AO § 174 Abs. 4 S. 1, § 172 Ab. 1 S. 1, §§ 126-127, 177; UStG § 17 Abs. 1 S. 1 Nr. 2, Abs. 2 Nr. 1

 

Nachgehend

BFH (Beschluss vom 24.05.2012; Aktenzeichen IV B 58/11)

BFH (Beschluss vom 19.01.2012; Aktenzeichen V B 58/11)

 

Tenor

Die Klage wird abgewiesen.

Die Kosten des Verfahrens trägt der Kläger.

 

Tatbestand

Die Beteiligten streiten darum, ob dem beklagten Finanzamt (dem Beklagten) für eine dem Kläger nachteilige Änderung der Umsatzsteuerfestsetzung des Streitjahres (1999) eine Änderungsvorschrift (§§ 172 ff. der AbgabenordnungAO –) zur Verfügung gestanden hat.
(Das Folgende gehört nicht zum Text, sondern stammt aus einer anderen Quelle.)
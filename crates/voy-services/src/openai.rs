// SPDX-License-Identifier: MIT OR Apache-2.0
//! OpenAI-compatible model backends for the vision, STT, and TTS services.
//!
//! Constructed only when an API key is configured; otherwise the services
//! run in mock mode.

use crate::backend::{SttModel, Transcription, TtsModel, VisionModel};
use async_trait::async_trait;
use serde_json::json;
use voy_config::ModelConfig;
use voy_contract::vision::VisionMode;
use voy_error::VoyError;

fn auth_header(api_key: &str) -> String {
    format!("Bearer {api_key}")
}

/// Vision via `POST /chat/completions` with an image content part.
pub struct OpenAiVisionModel {
    http: reqwest::Client,
    api_key: String,
    base_url: String,
    model: String,
}

impl OpenAiVisionModel {
    /// Build from configuration; `None` when no API key is set.
    pub fn from_config(config: &ModelConfig) -> Option<Self> {
        let api_key = config.api_key.clone()?;
        Some(Self {
            http: reqwest::Client::new(),
            api_key,
            base_url: config.api_base_url.clone(),
            model: config.vision_model.clone(),
        })
    }
}

#[async_trait]
impl VisionModel for OpenAiVisionModel {
    async fn complete(
        &self,
        _mode: VisionMode,
        system: &str,
        user: &str,
        image_ref: &str,
    ) -> Result<String, VoyError> {
        let body = json!({
            "model": self.model,
            "max_tokens": 1024,
            "messages": [
                {"role": "system", "content": system},
                {"role": "user", "content": [
                    {"type": "text", "text": user},
                    {"type": "image_url", "image_url": {"url": image_ref}},
                ]},
            ],
        });
        let response = self
            .http
            .post(format!("{}/chat/completions", self.base_url.trim_end_matches('/')))
            .header("authorization", auth_header(&self.api_key))
            .json(&body)
            .send()
            .await
            .map_err(|err| VoyError::upstream(format!("vision model call failed: {err}")))?;
        if !response.status().is_success() {
            return Err(VoyError::upstream(format!(
                "vision model returned status {}",
                response.status()
            )));
        }
        let value: serde_json::Value = response
            .json()
            .await
            .map_err(|err| VoyError::parse(format!("vision model returned non-JSON: {err}")))?;
        Ok(value["choices"][0]["message"]["content"]
            .as_str()
            .unwrap_or_default()
            .trim()
            .to_string())
    }
}

/// STT via `POST /audio/transcriptions` (multipart upload).
pub struct OpenAiSttModel {
    http: reqwest::Client,
    api_key: String,
    base_url: String,
    model: String,
}

impl OpenAiSttModel {
    /// Build from configuration; `None` when no API key is set.
    pub fn from_config(config: &ModelConfig) -> Option<Self> {
        let api_key = config.api_key.clone()?;
        Some(Self {
            http: reqwest::Client::new(),
            api_key,
            base_url: config.api_base_url.clone(),
            model: config.stt_model.clone(),
        })
    }
}

#[async_trait]
impl SttModel for OpenAiSttModel {
    async fn transcribe(
        &self,
        audio: Vec<u8>,
        format: &str,
        language: Option<&str>,
    ) -> Result<Transcription, VoyError> {
        let file = reqwest::multipart::Part::bytes(audio)
            .file_name(format!("audio.{format}"))
            .mime_str(&format!("audio/{format}"))
            .map_err(|err| VoyError::parse(format!("bad audio mime: {err}")))?;
        let mut form = reqwest::multipart::Form::new()
            .part("file", file)
            .text("model", self.model.clone())
            .text("response_format", "json");
        if let Some(language) = language {
            form = form.text("language", language.to_string());
        }
        let response = self
            .http
            .post(format!(
                "{}/audio/transcriptions",
                self.base_url.trim_end_matches('/')
            ))
            .header("authorization", auth_header(&self.api_key))
            .multipart(form)
            .send()
            .await
            .map_err(|err| VoyError::upstream(format!("stt call failed: {err}")))?;
        if !response.status().is_success() {
            return Err(VoyError::upstream(format!(
                "stt api returned status {}",
                response.status()
            )));
        }
        let value: serde_json::Value = response
            .json()
            .await
            .map_err(|err| VoyError::parse(format!("stt api returned non-JSON: {err}")))?;
        Ok(Transcription {
            text: value["text"].as_str().unwrap_or_default().to_string(),
            language: language.map(str::to_string),
            confidence: None,
            duration_seconds: value["usage"]["seconds"].as_f64(),
        })
    }
}

/// TTS via `POST /audio/speech` returning raw audio bytes.
pub struct OpenAiTtsModel {
    http: reqwest::Client,
    api_key: String,
    base_url: String,
    model: String,
}

impl OpenAiTtsModel {
    /// Build from configuration; `None` when no API key is set.
    pub fn from_config(config: &ModelConfig) -> Option<Self> {
        let api_key = config.api_key.clone()?;
        Some(Self {
            http: reqwest::Client::new(),
            api_key,
            base_url: config.api_base_url.clone(),
            model: config.tts_model.clone(),
        })
    }
}

#[async_trait]
impl TtsModel for OpenAiTtsModel {
    async fn synthesize(
        &self,
        text: &str,
        voice: &str,
        format: &str,
        speed: f64,
    ) -> Result<Vec<u8>, VoyError> {
        let body = json!({
            "model": self.model,
            "voice": voice,
            "input": text,
            "response_format": format,
            "speed": speed,
        });
        let response = self
            .http
            .post(format!("{}/audio/speech", self.base_url.trim_end_matches('/')))
            .header("authorization", auth_header(&self.api_key))
            .json(&body)
            .send()
            .await
            .map_err(|err| VoyError::upstream(format!("tts call failed: {err}")))?;
        if !response.status().is_success() {
            return Err(VoyError::upstream(format!(
                "tts api returned status {}",
                response.status()
            )));
        }
        let bytes = response
            .bytes()
            .await
            .map_err(|err| VoyError::upstream(format!("tts body read failed: {err}")))?;
        Ok(bytes.to_vec())
    }
}
// SPDX-License-Identifier: MIT OR Apache-2.0
//! Vision prompt templates, one per mode. All of them demand strict JSON
//! output; the service parses tolerantly anyway.

use voy_contract::vision::{SCENE_TYPES, TRAVEL_ITEM_CATEGORIES};

fn category_list() -> String {
    TRAVEL_ITEM_CATEGORIES.join(", ")
}

fn scene_list() -> String {
    SCENE_TYPES.join(", ")
}

/// System prompt for packing mode: judge outfit suitability for the trip
/// context and suggest product categories when relevant.
pub fn packing_system(trip_context: Option<&serde_json::Value>, user_query: Option<&str>) -> String {
    let mut ctx = String::new();
    if let Some(context) = trip_context {
        ctx = format!(
            " Trip context: {context} (e.g. destination, temp_band, rain_risk). Use it to judge if the outfit is suitable."
        );
    }
    let mut query_note = String::new();
    if let Some(q) = user_query {
        if !q.trim().is_empty() {
            query_note = format!(
                " The user asked: \"{}\" — answer that question (suitability for the context) and suggest product categories only when the outfit is not suitable or the user wants recommendations.",
                q.trim()
            );
        }
    }
    format!(
        "You analyze an outfit photo (clothing/items for travel). Use ONLY these 18 categories when listing items: {}.\n\
Tasks: (1) List detected clothing/item categories from the image (\"detected_items\", exact names from the list). \
(2) Judge whether this outfit is suitable for the trip context (\"suitability_ok\": true/false). \
If not suitable, set \"suitability_issue\" to a short reason. \
(3) If the outfit is not suitable or the user wants suggestions, list \"suggested_categories_for_products\" \
(array of category names from the 18-item set). \
(4) Optionally \"missing_categories\" (what's missing from the 18-item set for this trip).{ctx}{query_note}\n\
Output valid JSON only with keys: \"detected_items\", \"suitability_ok\", \"suitability_issue\" (null if suitable), \
\"suggested_categories_for_products\", \"missing_categories\", \"confidence\" (0-1).",
        category_list()
    )
}

/// System prompt for landmark mode: scene type, OCR, features, candidates.
pub fn landmark_system() -> String {
    format!(
        "You analyze a travel/place photo. Describe the scene and suggest up to 3 place candidates.\n\
Scene types (use exactly one): {}.\n\
Output valid JSON only with keys: \"scene_type\" (one of the list), \"ocr_text\" (array of extracted text strings), \
\"distinctive_features\" (array of strings), \"language_hint\" (optional), \
\"place_candidates\" (array of {{\"place_name\": string, \"confidence\": 0-1, \"reason\": string}}, max 3), \
\"confidence\" (0-1).",
        scene_list()
    )
}

/// System prompt for product-similarity mode.
pub fn product_similarity_system() -> String {
    format!(
        "You analyze a product/item photo for similarity search. Category must be one of: {}.\n\
Extract product category, attributes (e.g. color, material, size_class, use_case), style keywords, \
and produce 2-3 marketplace search query strings.\n\
Output valid JSON only with keys: \"category\" (one of the 18-item set), \"attributes\" (object), \
\"style_keywords\" (array of strings), \"search_queries\" (array of 2-3 strings), \"confidence\" (0-1).",
        category_list()
    )
}

/// User message for packing mode.
pub fn packing_user(user_query: Option<&str>) -> String {
    match user_query.map(str::trim).filter(|q| !q.is_empty()) {
        Some(q) => format!(
            "User question: {q}\n\nAnalyze this outfit image. Judge if it is suitable for the context and suggest product categories if relevant. Output JSON only."
        ),
        None => "Analyze this outfit image for the trip context. Judge suitability and suggest product categories if relevant. Output JSON only.".into(),
    }
}

/// User message for landmark mode.
pub fn landmark_user(user_query: Option<&str>) -> String {
    match user_query.map(str::trim).filter(|q| !q.is_empty()) {
        Some(q) => format!(
            "User question: {q}\n\nDescribe this scene, extract text, list distinctive features, propose up to 3 place candidates with confidence. JSON only."
        ),
        None => "Describe this scene, extract text, list distinctive features, propose up to 3 place candidates with confidence. JSON only.".into(),
    }
}

/// User message for product-similarity mode.
pub fn product_similarity_user() -> String {
    "Extract product category and attributes; produce 2-3 marketplace search query strings. JSON only.".into()
}

#[cfg(test)]
mod tests {
    use super::*;
    use serde_json::json;

    #[test]
    fn packing_prompt_lists_all_categories() {
        let system = packing_system(None, None);
        for category in TRAVEL_ITEM_CATEGORIES {
            assert!(system.contains(category), "missing {category}");
        }
    }

    #[test]
    fn packing_prompt_embeds_context_and_query() {
        let ctx = json!({"destination": "Orlando", "temp_band": "cold"});
        let system = packing_system(Some(&ctx), Some("Is this outfit okay for winter?"));
        assert!(system.contains("Orlando"));
        assert!(system.contains("Is this outfit okay for winter?"));
    }

    #[test]
    fn landmark_prompt_lists_scene_types() {
        let system = landmark_system();
        for scene in SCENE_TYPES {
            assert!(system.contains(scene), "missing {scene}");
        }
    }

    #[test]
    fn user_messages_include_question_when_present() {
        assert!(packing_user(Some("what to pack?")).contains("what to pack?"));
        assert!(landmark_user(Some("where is this?")).contains("where is this?"));
        assert!(!packing_user(Some("  ")).contains("User question"));
    }
}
Der Kläger betrieb in den Jahren 1998 und 1999 ein (Einzel-) Unternehmen mit dem Handel und mit Dienstleistungen im Bereich der elektronischen Datenverarbeitung (EDV). Aus dieser Tätigkeit wurden dem Kläger von seinen Lieferanten im Jahre 1998 Eingangsleistungen mit einer offen ausgewiesenen Umsatzsteuer (Vorsteuer) von xxx.xxx DM in Rechnung gestellt. Da der Kläger sich bereits zu diesem Zeitpunkt in finanziellen Schwierigkeiten befand, gelang es ihm nicht, den Großteil dieser Eingangsrechnungen fristgerecht zu begleichen. Am 19. Oktober 1999 wurde durch Beschluss des Amtsgerichts X -xxx das Insolvenzverfahren über das Vermögen des Klägers eröffnet.

Nachdem das Insolvenzverfahren am 9. April 2005 mangels Masse wieder eingestellt worden war, reichte der Kläger am 1. August 2005 bei der Finanzverwaltung Umsatzsteuererklärungen für die Jahre 1998 und 1999 ein. In der Erklärung für 1998 gab der Kläger an, die ihm in Rechnung gestellte Vorsteuer von xxx.xxx DM sei in voller Höhe von der auf die erklärten Ausgangsumsätze entfallenden Umsatzsteuer von xxx.xxx DM in Abzug zu bringen. Auch für das (Streit-) Jahr 1999 erklärte der Kläger einen Überschuss der abziehbaren Vorsteuer über die für die Ausgangsumsätze geschuldete Umsatzsteuer.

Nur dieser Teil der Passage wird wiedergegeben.